Anything short of a ban on nearly all flavours is likely to enrage medical and family groups. (AP pic)

NEW YORK: President Donald Trump could be a step closer to making a decision on whether to ban flavours of e-cigarettes like mango and mint in the US after wavering on the issue for months.

On Monday, the White House received new guidance from the Food and Drug Administration on a potential ban of flavoured vapes, according to the website of the Office of Information and Regulatory Affairs. A previous submission by the FDA was scrapped by Trump last month.

Anything short of a ban on nearly all flavours is likely to enrage medical and family groups who warn of an epidemic of teen addiction.

On the other hand, conservative and business groups say any wide ban would shutter stores, cost jobs and drive adults to smoke instead. Trump’s political advisers are also wary of alienating voters during his reelection bid.

In September, Trump and Health and Human Services Secretary Alex Azar announced they would ban all flavours except tobacco, a significant decision that health groups cheered. But Trump watered down his pledge soon after, and later called it merely a “suggestion”.

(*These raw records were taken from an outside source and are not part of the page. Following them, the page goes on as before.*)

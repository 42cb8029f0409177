use rusqlite::{params, Connection};

/// Tables for holdings, daily snapshots and savings goals.
pub const CREATE_TABLES_SQL: &str = "
CREATE TABLE IF NOT EXISTS stocks (
    id INTEGER PRIMARY KEY AUTOINCREMENT,
    symbol TEXT UNIQUE NOT NULL,
    price REAL NOT NULL,
    change_amount REAL NOT NULL,
    change_percent TEXT NOT NULL,
    volume INTEGER NOT NULL,
    shares INTEGER NOT NULL,
    last_updated TEXT NOT NULL,
    created_at TEXT DEFAULT CURRENT_TIMESTAMP,
    updated_at TEXT DEFAULT CURRENT_TIMESTAMP
);

CREATE TABLE IF NOT EXISTS portfolio_history (
    id INTEGER PRIMARY KEY AUTOINCREMENT,
    date TEXT UNIQUE NOT NULL,
    total_value REAL NOT NULL,
    total_change REAL NOT NULL,
    change_percent REAL NOT NULL,
    created_at TEXT DEFAULT CURRENT_TIMESTAMP
);

CREATE TABLE IF NOT EXISTS financial_goals (
    id INTEGER PRIMARY KEY AUTOINCREMENT,
    name TEXT NOT NULL,
    target_amount REAL NOT NULL,
    current_amount REAL DEFAULT 0,
    deadline TEXT NOT NULL,
    created_at TEXT DEFAULT CURRENT_TIMESTAMP,
    updated_at TEXT DEFAULT CURRENT_TIMESTAMP
);
";

/// Goals inserted on first run: (name, target, current, deadline).
pub const DEFAULT_GOALS: &[(&str, f64, f64, &str)] = &[
    ("Emergency Fund", 50_000.0, 35_000.0, "2025-12-31"),
    ("House Down Payment", 100_000.0, 65_000.0, "2026-06-30"),
    ("Retirement", 1_000_000.0, 150_000.0, "2045-01-01"),
];

pub fn create_tables(conn: &Connection) -> rusqlite::Result<()> {
    conn.execute_batch(CREATE_TABLES_SQL)
}

/// Insert `DEFAULT_GOALS` when the goals table is empty.
/// Returns the number of goals inserted.
pub fn seed_default_goals(conn: &Connection) -> rusqlite::Result<usize> {
    let existing: i64 =
        conn.query_row("SELECT COUNT(*) FROM financial_goals", [], |row| row.get(0))?;
    if existing > 0 {
        return Ok(0);
    }

    let mut stmt = conn.prepare(
        "INSERT INTO financial_goals (name, target_amount, current_amount, deadline)
         VALUES (?1, ?2, ?3, ?4)",
    )?;
    for (name, target, current, deadline) in DEFAULT_GOALS {
        stmt.execute(params![name, target, current, deadline])?;
    }
    Ok(DEFAULT_GOALS.len())
}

During a tense meeting at the White House last month, proponents and opponents of flavoured vaping products openly argued with each other in front of the president and reporters invited to observe.

After listening to several of the participants, Trump said that he wanted to “do something for everybody, where everybody’s happy”.

Paul Blair, director of strategic initiatives at Americans for Tax Reform and a proponent of e-cigarettes, said the FDA’s latest submission is another chance for the Trump administration to reevaluate the potential harm to the US$9 billion vaping industry.

A ban “would be the single dumbest regulatory decision of the Trump Administration”, Blair said.

The FDA said it couldn’t comment on the guidance until it’s published, and HHS said there are no updates available.

The public-health advocacy groups Truth Initiative and Campaign for Tobacco-Free Kids didn’t immediately respond to requests for comment.